# Description of the task
Please report how many lines in the data below contain "models". Nothing besides the number should be written.

# Information supplied
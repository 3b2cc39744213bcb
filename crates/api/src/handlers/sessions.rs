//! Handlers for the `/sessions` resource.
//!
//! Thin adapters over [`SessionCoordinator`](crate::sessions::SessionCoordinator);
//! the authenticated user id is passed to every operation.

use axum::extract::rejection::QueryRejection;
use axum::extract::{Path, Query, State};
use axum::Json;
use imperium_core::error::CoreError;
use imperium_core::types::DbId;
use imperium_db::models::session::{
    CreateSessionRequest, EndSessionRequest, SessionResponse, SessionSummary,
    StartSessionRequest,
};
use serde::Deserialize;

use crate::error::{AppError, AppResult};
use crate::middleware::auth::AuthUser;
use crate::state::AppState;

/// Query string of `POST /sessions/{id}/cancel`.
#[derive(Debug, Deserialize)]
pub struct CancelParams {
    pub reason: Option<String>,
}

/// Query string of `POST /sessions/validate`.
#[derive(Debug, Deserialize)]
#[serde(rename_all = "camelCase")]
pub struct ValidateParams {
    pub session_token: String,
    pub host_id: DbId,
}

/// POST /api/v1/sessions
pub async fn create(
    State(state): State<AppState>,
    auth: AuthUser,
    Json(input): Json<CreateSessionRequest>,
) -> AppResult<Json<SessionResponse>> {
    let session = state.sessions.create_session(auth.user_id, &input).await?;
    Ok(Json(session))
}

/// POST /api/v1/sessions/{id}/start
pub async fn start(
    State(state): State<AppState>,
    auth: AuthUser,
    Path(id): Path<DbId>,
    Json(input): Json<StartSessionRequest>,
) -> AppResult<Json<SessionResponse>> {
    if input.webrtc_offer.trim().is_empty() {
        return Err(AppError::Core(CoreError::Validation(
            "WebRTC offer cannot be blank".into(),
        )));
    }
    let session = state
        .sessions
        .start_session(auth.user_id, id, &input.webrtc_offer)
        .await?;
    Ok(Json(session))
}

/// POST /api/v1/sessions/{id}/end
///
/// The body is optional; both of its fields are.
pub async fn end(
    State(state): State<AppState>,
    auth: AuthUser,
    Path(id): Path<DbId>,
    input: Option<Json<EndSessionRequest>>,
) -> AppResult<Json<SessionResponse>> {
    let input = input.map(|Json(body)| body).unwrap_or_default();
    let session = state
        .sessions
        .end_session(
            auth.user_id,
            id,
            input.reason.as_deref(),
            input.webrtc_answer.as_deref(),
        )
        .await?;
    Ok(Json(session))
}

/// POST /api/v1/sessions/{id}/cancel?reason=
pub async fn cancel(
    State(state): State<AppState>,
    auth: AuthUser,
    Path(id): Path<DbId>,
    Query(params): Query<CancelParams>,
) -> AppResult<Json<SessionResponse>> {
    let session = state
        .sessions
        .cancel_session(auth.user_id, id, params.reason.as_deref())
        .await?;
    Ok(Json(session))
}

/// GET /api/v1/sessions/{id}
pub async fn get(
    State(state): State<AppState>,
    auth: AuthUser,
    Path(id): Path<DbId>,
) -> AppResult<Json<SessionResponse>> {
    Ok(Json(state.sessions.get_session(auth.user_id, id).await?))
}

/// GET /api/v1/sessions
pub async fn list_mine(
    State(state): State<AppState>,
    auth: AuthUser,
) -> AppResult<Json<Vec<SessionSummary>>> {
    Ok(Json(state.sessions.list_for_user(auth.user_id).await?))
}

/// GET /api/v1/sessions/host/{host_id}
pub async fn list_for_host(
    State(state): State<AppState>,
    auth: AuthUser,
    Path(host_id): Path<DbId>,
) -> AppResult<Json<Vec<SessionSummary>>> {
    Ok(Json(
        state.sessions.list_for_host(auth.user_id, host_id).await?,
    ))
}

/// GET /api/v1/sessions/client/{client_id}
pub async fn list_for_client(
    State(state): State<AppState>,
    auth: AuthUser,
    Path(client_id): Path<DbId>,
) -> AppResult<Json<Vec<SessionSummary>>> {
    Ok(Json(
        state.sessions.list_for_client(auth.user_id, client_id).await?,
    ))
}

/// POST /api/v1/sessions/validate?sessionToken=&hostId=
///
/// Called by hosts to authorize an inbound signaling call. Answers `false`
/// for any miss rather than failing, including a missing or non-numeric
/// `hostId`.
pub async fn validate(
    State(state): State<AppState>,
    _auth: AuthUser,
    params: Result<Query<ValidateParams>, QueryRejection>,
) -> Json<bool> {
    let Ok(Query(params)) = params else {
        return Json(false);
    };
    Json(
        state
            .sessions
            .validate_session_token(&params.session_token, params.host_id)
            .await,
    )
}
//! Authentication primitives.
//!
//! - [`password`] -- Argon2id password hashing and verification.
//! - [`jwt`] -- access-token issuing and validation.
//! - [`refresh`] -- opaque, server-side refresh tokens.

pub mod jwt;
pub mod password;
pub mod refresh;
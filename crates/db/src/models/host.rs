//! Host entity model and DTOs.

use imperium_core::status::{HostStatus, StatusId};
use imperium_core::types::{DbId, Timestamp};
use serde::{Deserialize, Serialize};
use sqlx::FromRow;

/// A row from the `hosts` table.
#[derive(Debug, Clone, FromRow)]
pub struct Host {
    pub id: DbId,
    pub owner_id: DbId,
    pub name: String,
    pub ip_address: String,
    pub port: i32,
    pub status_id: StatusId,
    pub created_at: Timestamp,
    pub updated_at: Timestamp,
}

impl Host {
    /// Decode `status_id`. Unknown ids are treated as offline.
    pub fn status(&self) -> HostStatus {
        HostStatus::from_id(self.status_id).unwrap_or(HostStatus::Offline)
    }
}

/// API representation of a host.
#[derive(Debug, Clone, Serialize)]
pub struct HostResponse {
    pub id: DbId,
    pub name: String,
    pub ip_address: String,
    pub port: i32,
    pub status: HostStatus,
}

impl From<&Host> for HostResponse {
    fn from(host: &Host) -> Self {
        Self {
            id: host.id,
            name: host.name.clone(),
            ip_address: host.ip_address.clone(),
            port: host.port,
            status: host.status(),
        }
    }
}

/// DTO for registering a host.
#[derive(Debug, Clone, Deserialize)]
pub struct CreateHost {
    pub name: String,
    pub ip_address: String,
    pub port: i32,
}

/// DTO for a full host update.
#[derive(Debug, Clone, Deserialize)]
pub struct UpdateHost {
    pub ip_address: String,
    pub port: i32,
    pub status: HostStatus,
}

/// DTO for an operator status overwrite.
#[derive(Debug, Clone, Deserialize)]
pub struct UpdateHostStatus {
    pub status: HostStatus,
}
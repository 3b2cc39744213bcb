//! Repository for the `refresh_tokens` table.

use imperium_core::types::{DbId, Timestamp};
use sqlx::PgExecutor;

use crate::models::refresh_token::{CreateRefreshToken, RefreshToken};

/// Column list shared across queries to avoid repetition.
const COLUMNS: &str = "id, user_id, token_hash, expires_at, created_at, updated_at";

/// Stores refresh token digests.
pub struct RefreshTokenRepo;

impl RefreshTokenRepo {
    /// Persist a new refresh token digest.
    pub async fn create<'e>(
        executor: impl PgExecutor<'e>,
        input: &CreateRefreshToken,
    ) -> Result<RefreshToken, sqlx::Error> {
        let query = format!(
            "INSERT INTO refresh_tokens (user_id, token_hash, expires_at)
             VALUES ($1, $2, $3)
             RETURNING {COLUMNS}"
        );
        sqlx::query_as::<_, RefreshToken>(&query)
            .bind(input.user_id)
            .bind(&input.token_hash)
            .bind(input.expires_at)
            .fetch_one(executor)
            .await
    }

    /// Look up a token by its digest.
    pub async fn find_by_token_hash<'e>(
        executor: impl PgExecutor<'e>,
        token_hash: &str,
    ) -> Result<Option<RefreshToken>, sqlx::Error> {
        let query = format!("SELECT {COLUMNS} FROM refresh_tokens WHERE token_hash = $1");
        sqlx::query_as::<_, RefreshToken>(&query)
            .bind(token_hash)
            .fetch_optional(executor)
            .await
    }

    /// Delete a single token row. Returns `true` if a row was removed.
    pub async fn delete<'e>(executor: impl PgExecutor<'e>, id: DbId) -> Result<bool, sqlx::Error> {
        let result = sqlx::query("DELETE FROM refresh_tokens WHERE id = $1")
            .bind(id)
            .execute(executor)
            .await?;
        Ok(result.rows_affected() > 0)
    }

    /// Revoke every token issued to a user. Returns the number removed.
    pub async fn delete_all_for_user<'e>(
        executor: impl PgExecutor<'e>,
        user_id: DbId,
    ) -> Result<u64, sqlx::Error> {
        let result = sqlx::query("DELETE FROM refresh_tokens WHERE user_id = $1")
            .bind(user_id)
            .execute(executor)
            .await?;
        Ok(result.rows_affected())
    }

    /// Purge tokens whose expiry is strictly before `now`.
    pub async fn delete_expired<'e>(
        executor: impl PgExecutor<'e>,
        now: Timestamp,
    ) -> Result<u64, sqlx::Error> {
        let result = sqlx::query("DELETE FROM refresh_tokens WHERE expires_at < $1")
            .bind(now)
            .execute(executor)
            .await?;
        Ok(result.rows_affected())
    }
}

# Output of the exercise
3